Kein Geld für Schulreise«Eine Bankrotterklärung für die Schweiz»
Nach einem Bundesgerichtsurteil dürfen für Exkursionen nicht mehr die Eltern aufkommen. Über die Finanzierung sind sich Politiker uneins.
Weil die Schulen die Kosten für Skitage, Klassenlager oder Exkursionen nicht mehr den Eltern aufhalsen dürfen, sind solche Anlässe an zahlreichen Schweizer Schulen gefährdet. In Kriens etwa informierte die Volksschule Eltern in einem Brief darüber, dass «bisherige Aktivitäten wie Schulreisen, Exkursionen und Ausflüge nicht mehr oder nur in reduziertem Umfang» durchgeführt werden können– der Gemeinde fehle das Geld, um einzuspringen.
Auch im Kanton Aargau sind Budgetkürzungen ein Thema: Der Stadtrat von Brugg etwa hat gemäss Budget 2019 nicht vor, tiefer in die Tasche zu greifen. Für Exkursionen, Schulreisen und Lager der Oberstufe ist für 2019 gar ein tieferer Betrag eingeplant als im Vorjahr.
Wermuth ist empört
Grund für die Sorgen der Schulen ist ein Urteil des Bundesgerichts vom Dezember 2017: Für obligatorische Schulanlässe dürfen den Eltern nur noch maximal die Verpflegungskosten in Rechnung gestellt werden – in Abhängigkeit vom Alter des Kindes bis 16 Franken pro Tag. Weil sich dadurch klar kein Lager finanzieren lässt, stellt sich in vielen Gemeinden und Städten die Frage, wer die fehlenden Kosten übernimmt.

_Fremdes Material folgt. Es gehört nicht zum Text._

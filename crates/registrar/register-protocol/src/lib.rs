/* This Source Code Form is subject to the terms of the Mozilla Public
 * License, v. 2.0. If a copy of the MPL was not distributed with this
 * file, You can obtain one at https://mozilla.org/MPL/2.0/. */

//! Scheme registration table.
//!
//! Holds at most one `Registered` and one `Intercepted` entry per scheme.
//! Lookups prefer interceptions so an intercept can shadow a registered or
//! built-in scheme. The table is generic over the handler type so the router
//! can store trait objects while tests store plain tags.

use std::collections::HashMap;
use std::fmt;

/// Schemes the host network layer handles without any registration.
pub const BUILTIN_SCHEMES: [&str; 4] = ["about", "file", "http", "https"];

/// How a scheme claim was made.
#[derive(Debug, Clone, Copy, PartialEq, Eq, Hash)]
pub enum SchemeMode {
    /// Claims a scheme nobody handles yet.
    Registered,
    /// Overrides built-in or previously registered handling.
    Intercepted,
}

/// Response shape a handler promises to produce.
#[derive(Debug, Clone, Copy, PartialEq, Eq, Hash)]
pub enum ResponseKind {
    String,
    Buffer,
    File,
    Http,
    Stream,
}

impl fmt::Display for ResponseKind {
    fn fmt(&self, f: &mut fmt::Formatter<'_>) -> fmt::Result {
        let name = match self {
            Self::String => "string",
            Self::Buffer => "buffer",
            Self::File => "file",
            Self::Http => "http",
            Self::Stream => "stream",
        };
        f.write_str(name)
    }
}

#[derive(Debug, Clone, PartialEq, Eq, thiserror::Error)]
pub enum RegistrationError {
    #[error("scheme '{0}' is already registered")]
    AlreadyRegistered(String),
    #[error("scheme '{0}' is already intercepted")]
    AlreadyIntercepted(String),
    #[error("scheme '{0}' has no {1:?} handler")]
    NotFound(String, SchemeMode),
    #[error("'{0}' is not a valid URL scheme")]
    InvalidScheme(String),
}

#[derive(Debug, Clone)]
pub struct SchemeRegistration<H> {
    pub scheme: String,
    pub mode: SchemeMode,
    pub kind: ResponseKind,
    pub handler: H,
}

#[derive(Debug, Clone)]
pub struct SchemeTable<H> {
    registered: HashMap<String, SchemeRegistration<H>>,
    intercepted: HashMap<String, SchemeRegistration<H>>,
}

impl<H> SchemeTable<H> {
    pub fn new() -> Self {
        Self {
            registered: HashMap::new(),
            intercepted: HashMap::new(),
        }
    }

    pub fn insert(
        &mut self,
        mode: SchemeMode,
        scheme: &str,
        kind: ResponseKind,
        handler: H,
    ) -> Result<(), RegistrationError> {
        let scheme = normalize_scheme(scheme)?;
        match mode {
            SchemeMode::Registered => {
                if is_builtin_scheme(&scheme) || self.registered.contains_key(&scheme) {
                    return Err(RegistrationError::AlreadyRegistered(scheme));
                }
            }
            SchemeMode::Intercepted => {
                if self.intercepted.contains_key(&scheme) {
                    return Err(RegistrationError::AlreadyIntercepted(scheme));
                }
            }
        }

        log::debug!("register-protocol: {mode:?} '{scheme}' as {kind}");
        let registration = SchemeRegistration {
            scheme: scheme.clone(),
            mode,
            kind,
            handler,
        };
        self.entries_mut(mode).insert(scheme, registration);
        Ok(())
    }

    pub fn remove(
        &mut self,
        mode: SchemeMode,
        scheme: &str,
    ) -> Result<SchemeRegistration<H>, RegistrationError> {
        let scheme = normalize_scheme(scheme)?;
        self.entries_mut(mode)
            .remove(&scheme)
            .ok_or(RegistrationError::NotFound(scheme, mode))
    }

    /// Active registration for `scheme`, interceptions first.
    pub fn lookup(&self, scheme: &str) -> Option<&SchemeRegistration<H>> {
        let scheme = scheme.to_ascii_lowercase();
        self.intercepted
            .get(&scheme)
            .or_else(|| self.registered.get(&scheme))
    }

    pub fn contains(&self, mode: SchemeMode, scheme: &str) -> bool {
        self.entries(mode).contains_key(&scheme.to_ascii_lowercase())
    }

    pub fn is_handled(&self, scheme: &str) -> bool {
        is_builtin_scheme(scheme)
            || self.contains(SchemeMode::Registered, scheme)
            || self.contains(SchemeMode::Intercepted, scheme)
    }

    /// Sorted scheme names claimed under `mode`.
    pub fn schemes(&self, mode: SchemeMode) -> Vec<String> {
        let mut schemes: Vec<String> = self.entries(mode).keys().cloned().collect();
        schemes.sort();
        schemes
    }

    pub fn clear(&mut self) {
        self.registered.clear();
        self.intercepted.clear();
    }

    pub fn len(&self) -> usize {
        self.registered.len() + self.intercepted.len()
    }

    pub fn is_empty(&self) -> bool {
        self.len() == 0
    }

    fn entries(&self, mode: SchemeMode) -> &HashMap<String, SchemeRegistration<H>> {
        match mode {
            SchemeMode::Registered => &self.registered,
            SchemeMode::Intercepted => &self.intercepted,
        }
    }

    fn entries_mut(&mut self, mode: SchemeMode) -> &mut HashMap<String, SchemeRegistration<H>> {
        match mode {
            SchemeMode::Registered => &mut self.registered,
            SchemeMode::Intercepted => &mut self.intercepted,
        }
    }
}

impl<H> Default for SchemeTable<H> {
    fn default() -> Self {
        Self::new()
    }
}

pub fn is_builtin_scheme(scheme: &str) -> bool {
    BUILTIN_SCHEMES
        .iter()
        .any(|builtin| builtin.eq_ignore_ascii_case(scheme))
}

/// Lowercases `scheme` after checking RFC 3986 scheme syntax.
pub fn normalize_scheme(scheme: &str) -> Result<String, RegistrationError> {
    let mut chars = scheme.chars();
    let valid = chars.next().is_some_and(|first| first.is_ascii_alphabetic())
        && chars.all(|c| c.is_ascii_alphanumeric() || matches!(c, '+' | '-' | '.'));
    if !valid {
        return Err(RegistrationError::InvalidScheme(scheme.to_string()));
    }
    Ok(scheme.to_ascii_lowercase())
}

Für den SP-Nationalrat Cedric Wermuth ist klar, dass die Volksschule Aufgabe des Staates ist. «Die Kantone Aargau und Luzern sollten das Geld für Bildung einsetzen, statt die Steuern zu senken», sagt Wermuth. Dass viele Schulen Probleme mit der Finanzierung von solchen Aktivitäten haben, sei ein zunehmendes Problem. «Es kann nicht sein, dass Klassen einen Sponsorenlauf organisieren müssen, damit sie in das Lager können.»
«Eine Bankrotterklärung»
Auch für Beat W. Zemp, Präsident des Dachverbands Lehrerinnen und Lehrer Schweiz, ist klar: «Den Bundesgerichtsentscheid nun anzuzweifeln, macht keinen Sinn. Es ist nur eine Frage der Budgetierung der Gemeinden und Schulen – und es geht nicht um viel Geld.» Es sei eine Bankrotterklärung, wenn Gemeinden für Schulausflüge und Klassenlager nicht mehr aufkommen könnten, sagt Zemp. Dann sei es an den Kantonen, für Chancengleichheit zwischen den Gemeinden zu sorgen und diese entsprechend zu unterstützen, so Zemp.
Gleichzeitig müssten einige Schulen klare Prioritäten setzen. «Einige Schulen haben viele Veranstaltungen durchgeführt, was auch zu hohen finanziellen Beiträgen der Eltern führte.»
Die SVP-Nationalrätin Verena Herzog hingegen sieht das Urteil des Bundesgerichts als Fehlentscheid. «Es kann natürlich nicht sein, dass es nun keine Klassenlager und Reisen mehr gibt.» Für die Schüler sei eine Schulreise etwas sehr Prägendes, sagt Herzog. «Der Zusammenhalt in der Klasse wird gefördert, wenn man zusammen verreisen kann.» Gleich nach dem Staat zu rufen, sei aber falsch. Vielmehr müssten die Schulgemeinden über die Bücher: «Es gibt sicher an anderen Orten noch Sparpotenzial. Und man muss ja nicht immer weit verreisen, ein Lager im Nachbarkanton kann genauso schön sein wie eines im Tessin.»